O Plenário do Supremo Tribunal Federal (STF) reúne-se nesta quarta-feira (28), em sessão por videoconferência, a partir das 14 horas, para analisar, entre outros temas pautados para julgamento, dispositivo da Lei Eleitoral (Lei 9.504/1997) que trata da candidatura nata dos detentores de mandato de deputado federal, estadual ou distrital ou de vereador. Ministros do Supremo Tribunal Federal suspenderam dispositivo de lei que criou a "candidatura nata"no dia (24/04). Por maioria plenária - vencido o ministro Ilmar Galvão, no exercício da presidência - o Supremo concedeu a liminar pedida na Ação Direta de Inconstitucionalidade (ADI 2530) ajuizada pelo procurador-geral da República, Geraldo Brindeiro, contra o parágrafo 1º do artigo 8º da lei 9.504/97.
A decisão do STF vale para eleições gerais deste ano e permanece em vigor até o julgamento de mérito da ação, que não tem data para ocorrer.
O Plenário acompanhou o voto do relator da ação, ministro Sydney Sanches.
O dispositivo contestado por Brindeiro assegurou aos detentores de mandato na Câmara Federal e nas Assembléias Legislativas o registro de candidatura para o mesmo cargo, pelo partido ao qual estejam filiados os parlamentares.
O ministro Sydney Sanches rejeitou o argumento do chefe do Ministério Público sobre ofensa ao princípio constitucional da isonomia, mas suspendeu o parágrafo 1º do artigo 8º da lei eleitoral ao julgar que o dispositivo prevê “aparente” ofensa à autonomia dos partidos.
Ao votar, a ministra Ellen Gracie acompanhou o relator, mas suspendeu o dispositivo tanto por ofensa ao princípio da igualdade quanto por agressão à liberdade de organização dos partidos.
“A pretexto de aperfeiçoamento do regime, a lei introduz um odioso privilégio e retira parcela expressiva da autonomia partidária”, disse a ministra.
Para o ministro Nelson Jobim, a candidatura nata representa “subproduto de um sistema eleitoral absolutamente distorcido”.
Voto vencido, o ministro Ilmar Galvão julgou que o parlamentar que vem exercendo mandato, federal ou estadual, compareceria a convenção partidária em condições diferentes daquele que concorre pela primeira vez, pleiteando candidatar-se.
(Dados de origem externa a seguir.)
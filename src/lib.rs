//! # Episode Router
//!
//! Turns the raw GPS fix stream of a tracking device into travel episodes,
//! map-matched trip routes and route-choice variables for transportation
//! behaviour research.
//!
//! This library provides:
//! - Episode segmentation (drive / walk / stop) with hysteresis on mode switches
//! - Trip and stop segment extraction with minimum point spacing
//! - Nearest-edge map matching onto a road network with jitter correction
//! - Gap detection and shortest-path gap filling
//! - Route assembly and route-choice variables (distance, turns, longest leg)
//!
//! ## Features
//!
//! - **`parallel`** - Process serial ids in parallel with rayon
//! - **`serde`** - Serialize the public data model
//! - **`full`** - Enable all features
//!
//! ## Quick Start
//!
//! ```rust
//! use episode_router::{segment_fixes, GpsFix, SegmentationConfig, TravelMode};
//!
//! // A device parked for four minutes
//! let fixes: Vec<GpsFix> = (0..5)
//!     .map(|i| GpsFix::new(i, "dev-1", &format!("3/14/2023 10:0{}", i), 43.26, -79.92, 0.0))
//!     .collect();
//!
//! let episodes = segment_fixes(&fixes, &SegmentationConfig::default()).unwrap();
//! assert_eq!(episodes.len(), 1);
//! assert_eq!(episodes[0].mode, TravelMode::Stop);
//! ```

use std::fmt;

pub mod error;
pub mod geo_utils;
pub mod timing;
pub mod preprocess;
pub mod segmentation;
pub mod extract;
pub mod network;
pub mod matching;
pub mod gaps;
pub mod route;
pub mod variables;
pub mod pipeline;

pub use error::{PipelineError, Result};
pub use preprocess::{group_by_serial, preprocess, PreprocessConfig};
pub use segmentation::{
    classify_speed, segment_fixes, segment_with_times, Episode, SegmentationConfig,
};
pub use extract::{
    extract_stop_segment, extract_trip_segment, fill_episodes, relax_trip,
    ExtractConfig, LabeledFix, NetworkMode, StopSegment, TripSegment,
};
pub use geo_utils::LocalProjection;
pub use network::{EdgeId, EdgeInfo, NetworkEdge, NetworkNode, RoadNetwork};
pub use matching::{match_points, match_trip, MatchConfig, MatchedPoint};
pub use gaps::{
    apply_patches, detect_and_fill_gaps, is_gap, Gap, GapConfig, GapFillResult, SnapPatch,
    UnfilledGap,
};
pub use route::{assemble_route, Route};
pub use variables::{
    count_turns, generate_variables, longest_leg, LongestLeg, RouteVariables, TurnConfig,
    TurnCounts,
};
pub use pipeline::{
    process_device, process_devices, DeviceOutput, PipelineConfig, RouteStatus, SkipReason,
};

#[cfg(feature = "parallel")]
pub use pipeline::process_devices_parallel;

// ============================================================================
// Core Types
// ============================================================================

/// A single GPS fix reported by a tracking device.
///
/// Fixes are immutable once ingested. `record_id` increases monotonically per
/// `serial_id`; `local_time` keeps the device's minute-resolution string.
///
/// # Example
/// ```
/// use episode_router::GpsFix;
/// let fix = GpsFix::new(1, "dev-1", "3/14/2023 10:05", 43.2609, -79.9192, 32.5);
/// assert!(fix.is_valid());
/// ```
#[derive(Debug, Clone, PartialEq)]
#[cfg_attr(feature = "serde", derive(serde::Serialize, serde::Deserialize))]
pub struct GpsFix {
    pub record_id: i64,
    pub serial_id: String,
    pub local_time: String,
    pub latitude: f64,
    pub longitude: f64,
    pub speed_kmh: f64,
}

impl GpsFix {
    /// Create a new GPS fix.
    pub fn new(
        record_id: i64,
        serial_id: &str,
        local_time: &str,
        latitude: f64,
        longitude: f64,
        speed_kmh: f64,
    ) -> Self {
        Self {
            record_id,
            serial_id: serial_id.to_string(),
            local_time: local_time.to_string(),
            latitude,
            longitude,
            speed_kmh,
        }
    }

    /// Check if the fix has usable coordinates and speed.
    pub fn is_valid(&self) -> bool {
        self.latitude.is_finite()
            && self.longitude.is_finite()
            && self.latitude >= -90.0
            && self.latitude <= 90.0
            && self.longitude >= -180.0
            && self.longitude <= 180.0
            && self.speed_kmh.is_finite()
            && self.speed_kmh >= 0.0
    }
}

/// Travel mode assigned to an episode or a labeled fix.
#[derive(Debug, Clone, Copy, PartialEq, Eq, Hash)]
#[cfg_attr(feature = "serde", derive(serde::Serialize, serde::Deserialize))]
pub enum TravelMode {
    Drive,
    Walk,
    Stop,
    /// Too short to stand on its own; absorbed by the following episode.
    Invalid,
}

impl TravelMode {
    /// Walk and drive fixes make up trip segments.
    pub fn is_travel(self) -> bool {
        matches!(self, TravelMode::Walk | TravelMode::Drive)
    }
}

impl fmt::Display for TravelMode {
    fn fmt(&self, f: &mut fmt::Formatter<'_>) -> fmt::Result {
        let name = match self {
            TravelMode::Drive => "Drive",
            TravelMode::Walk => "Walk",
            TravelMode::Stop => "Stop",
            TravelMode::Invalid => "Invalid",
        };
        f.write_str(name)
    }
}

/// Bounding box in degrees.
#[derive(Debug, Clone, Copy, PartialEq)]
#[cfg_attr(feature = "serde", derive(serde::Serialize, serde::Deserialize))]
pub struct Bounds {
    pub min_lat: f64,
    pub max_lat: f64,
    pub min_lng: f64,
    pub max_lng: f64,
}

impl Bounds {
    /// Create bounds from GPS fixes.
    pub fn from_fixes(fixes: &[GpsFix]) -> Option<Self> {
        if fixes.is_empty() {
            return None;
        }
        Some(geo_utils::compute_bounds(fixes))
    }

    /// Grow the box by `degrees` on every side.
    pub fn padded(&self, degrees: f64) -> Self {
        Self {
            min_lat: self.min_lat - degrees,
            max_lat: self.max_lat + degrees,
            min_lng: self.min_lng - degrees,
            max_lng: self.max_lng + degrees,
        }
    }
}

// ============================================================================
// Tests
// ============================================================================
“Para coibir eventual infidelidade partidária, o partido tem os meios próprios, podendo chegar até a expulsão”, concluiu.
Ação Direta de Inconstitucionalidade (ADI) 2530
Relator: ministro Nunes Marques
Procurador-geral da República x Presidente da República e Congresso Nacional
A PGR questiona dispositivo da Lei Eleitoral (Lei 9.504/1997) que trata da candidatura nata dos detentores de mandato de deputado federal, estadual ou distrital ou de vereador. O artigo 8, parágrafo 1º da lei, que garante ao detentor de cargo eletivo o direito ao registro de candidatura para o mesmo cargo, independentemente da vontade do partido a que estiver filiado, está suspenso por medida liminar do Plenário, até julgamento final.